Objectives Approximately, 800 drugs and vaccines are currently under investigation in clinical trials for the treatment of cancer. Roughly, 80% of those are first-in-class therapies, and around 73% are intended as personalised and, therefore, targeted medicines.

Therefore, several societies have proposed frameworks that attempt to support the optimal use of limited health care resources, while offering a standardised and transparent tool to evaluate the benefit of novel cancer therapies. One prominent tool is the European Society for Medical Oncology Magnitude of Clinical Benefit Scale (ESMO-MCBS). Our objectives were to investigate the extent of European Medicines Agency (EMA)-approved cancer drugs that meet the threshold for ‘meaningful clinical benefit’ (MCB), defined by the framework, and determine the change in the distribution of grades when an adapted version that addresses the scale’s limitations is applied.

Method We identified all approval studies of cancer drugs indicated for solid tumours that received marketing authorisation by the EMA between 1 st January 2011 and 31 st December 2016. We previously proposed adaptations to the ESMO-MCBS addressing its main limitations, including the use of the lower limit of the 95% confidence interval in assessing the hazard ratio. To assess the MCB, both the original and adapted ESMO-MCBS were applied to the respective approval studies.

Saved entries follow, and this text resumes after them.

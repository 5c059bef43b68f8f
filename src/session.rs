//! Authorization session handling and the session identity codec.
//!
//! [`AuthorizationSession`] carries the opaque `state` value issued for one browser redirect
//! and the fully-formed authorize URL. [`SessionCodec`] replaces ambient process-wide
//! serialize/deserialize registration with an explicit, injected capability.

// crates.io
use rand::{Rng, distr::Alphanumeric};
use serde::de::DeserializeOwned;
// self
use crate::{_prelude::*, config::ResolvedConfig};

const STATE_LEN: usize = 32;

/// Authorization handshake metadata returned by `Strategy::start_authorization`.
///
/// All per-attempt state lives here; the strategy itself holds none, so one strategy instance
/// serves any number of concurrent sessions.
#[derive(Clone)]
pub struct AuthorizationSession {
	/// Opaque state value that must round-trip via the redirect handler.
	pub state: String,
	/// Redirect URI the authorize URL was built with, when one was configured.
	pub redirect_uri: Option<Url>,
	/// Fully-formed HTTPS authorize URL that callers should send end-users to.
	pub authorize_url: Url,
}
impl AuthorizationSession {
	pub(crate) fn new(state: String, redirect_uri: Option<Url>, authorize_url: Url) -> Self {
		Self { state, redirect_uri, authorize_url }
	}

	/// Validates the returned `state` parameter after the authorization redirect.
	pub fn validate_state(&self, returned_state: &str) -> Result<()> {
		if returned_state == self.state {
			Ok(())
		} else {
			Err(Error::InvalidGrant { reason: "Authorization state mismatch.".into() })
		}
	}
}
impl Debug for AuthorizationSession {
	fn fmt(&self, f: &mut Formatter) -> FmtResult {
		f.debug_struct("AuthorizationSession")
			.field("state", &self.state)
			.field("redirect_uri", &self.redirect_uri)
			.field("authorize_url", &self.authorize_url)
			.finish()
	}
}

pub(crate) fn build_session(
	config: &ResolvedConfig,
	redirect_uri: Option<Url>,
) -> AuthorizationSession {
	let state = random_string(STATE_LEN);
	let authorize_url = build_authorize_url(config, redirect_uri.as_ref(), &state);

	AuthorizationSession::new(state, redirect_uri, authorize_url)
}

fn build_authorize_url(config: &ResolvedConfig, redirect_uri: Option<&Url>, state: &str) -> Url {
	let mut url = config.endpoints.authorization.clone();
	let mut pairs = url.query_pairs_mut();

	pairs.append_pair("response_type", "code");
	pairs.append_pair("client_id", &config.client_id);

	if let Some(redirect) = redirect_uri {
		pairs.append_pair("redirect_uri", redirect.as_str());
	}

	pairs.append_pair("state", state);

	drop(pairs);

	url
}

fn random_string(len: usize) -> String {
	rand::rng().sample_iter(Alphanumeric).take(len).map(char::from).collect()
}

/// Explicit session identity mapping capability.
///
/// Applications inject an implementation to persist the verified user into their session store
/// and restore it on subsequent requests; the strategy never touches session storage itself.
pub trait SessionCodec<U>: Send + Sync {
	/// Codec failure type.
	type Error: 'static + Send + Sync + StdError;

	/// Serializes a verified user into an opaque session token.
	fn serialize(&self, user: &U) -> Result<String, Self::Error>;

	/// Restores a user from a previously issued session token.
	fn deserialize(&self, token: &str) -> Result<U, Self::Error>;
}

/// JSON-backed [`SessionCodec`] suitable for applications without a user database, which stash
/// the entire profile in the session.
#[derive(Clone, Copy, Debug, Default)]
pub struct JsonSessionCodec;
impl<U> SessionCodec<U> for JsonSessionCodec
where
	U: Serialize + DeserializeOwned,
{
	type Error = serde_json::Error;

	fn serialize(&self, user: &U) -> Result<String, Self::Error> {
		serde_json::to_string(user)
	}

	fn deserialize(&self, token: &str) -> Result<U, Self::Error> {
		serde_json::from_str(token)
	}
}

#[cfg(test)]
mod tests {
	// std
	use std::collections::HashMap;
	// self
	use super::*;
	use crate::config::StrategyConfig;

	fn resolved(callback: Option<&str>) -> ResolvedConfig {
		let mut config = StrategyConfig::new("client-id", "client-secret");

		if let Some(callback) = callback {
			config = config
				.callback_url(Url::parse(callback).expect("Callback URL should parse."));
		}

		config.resolve().expect("Config fixture should resolve successfully.")
	}

	#[test]
	fn authorize_url_carries_required_pairs() {
		let config = resolved(Some("https://app.example.com/auth/box/callback"));
		let session = build_session(&config, config.callback_url.clone());
		let pairs: HashMap<_, _> = session.authorize_url.query_pairs().into_owned().collect();

		assert_eq!(pairs.get("response_type"), Some(&"code".into()));
		assert_eq!(pairs.get("client_id"), Some(&"client-id".into()));
		assert_eq!(
			pairs.get("redirect_uri"),
			Some(&"https://app.example.com/auth/box/callback".into())
		);
		assert_eq!(pairs.get("state"), Some(&session.state));
		assert_eq!(session.state.len(), STATE_LEN);
	}

	#[test]
	fn authorize_url_omits_redirect_when_unset() {
		let config = resolved(None);
		let session = build_session(&config, None);
		let pairs: HashMap<_, _> = session.authorize_url.query_pairs().into_owned().collect();

		assert!(!pairs.contains_key("redirect_uri"));
		assert!(pairs.contains_key("state"));
	}

	#[test]
	fn state_validation_errors_on_mismatch() {
		let config = resolved(None);
		let session = build_session(&config, None);

		assert!(session.validate_state(session.state.as_str()).is_ok());

		let err = session.validate_state("other").expect_err("State mismatch should fail.");

		assert!(matches!(err, Error::InvalidGrant { .. }));
	}

	#[test]
	fn json_codec_round_trips_users() {
		#[derive(Debug, PartialEq, Serialize, Deserialize)]
		struct User {
			id: String,
			login: String,
		}

		let codec = JsonSessionCodec;
		let user = User { id: "42".into(), login: "jane@example.com".into() };
		let token =
			SessionCodec::serialize(&codec, &user).expect("User should serialize successfully.");
		let restored: User =
			SessionCodec::deserialize(&codec, &token).expect("Token should deserialize.");

		assert_eq!(restored, user);
		assert!(SessionCodec::<User>::deserialize(&codec, "not-json").is_err());
	}
}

Results In total, we identified 70 approval studies for 38 solid cancer drugs. 21% of therapies met the MCB threshold by the original ESMO-MCBS criteria. In contrast, only 11% of therapies met the threshold for MCB when the adapted ESMO-MCBS was applied. Thus 89% and 79% of therapies did not meet the MCB threshold in the adapted and original ESMO-MCBS, respectively.

Conclusions In most of the cancer drugs, the MCB threshold is not met at the time of approval when measured using both ESMO-MCBS scales. Since approval status does not translate into a MCB, stakeholders and decision makers need to continually assess the benefitrisk ratio of new cancer drugs to ensure a balanced and an equitable distribution of resources in our health care systems.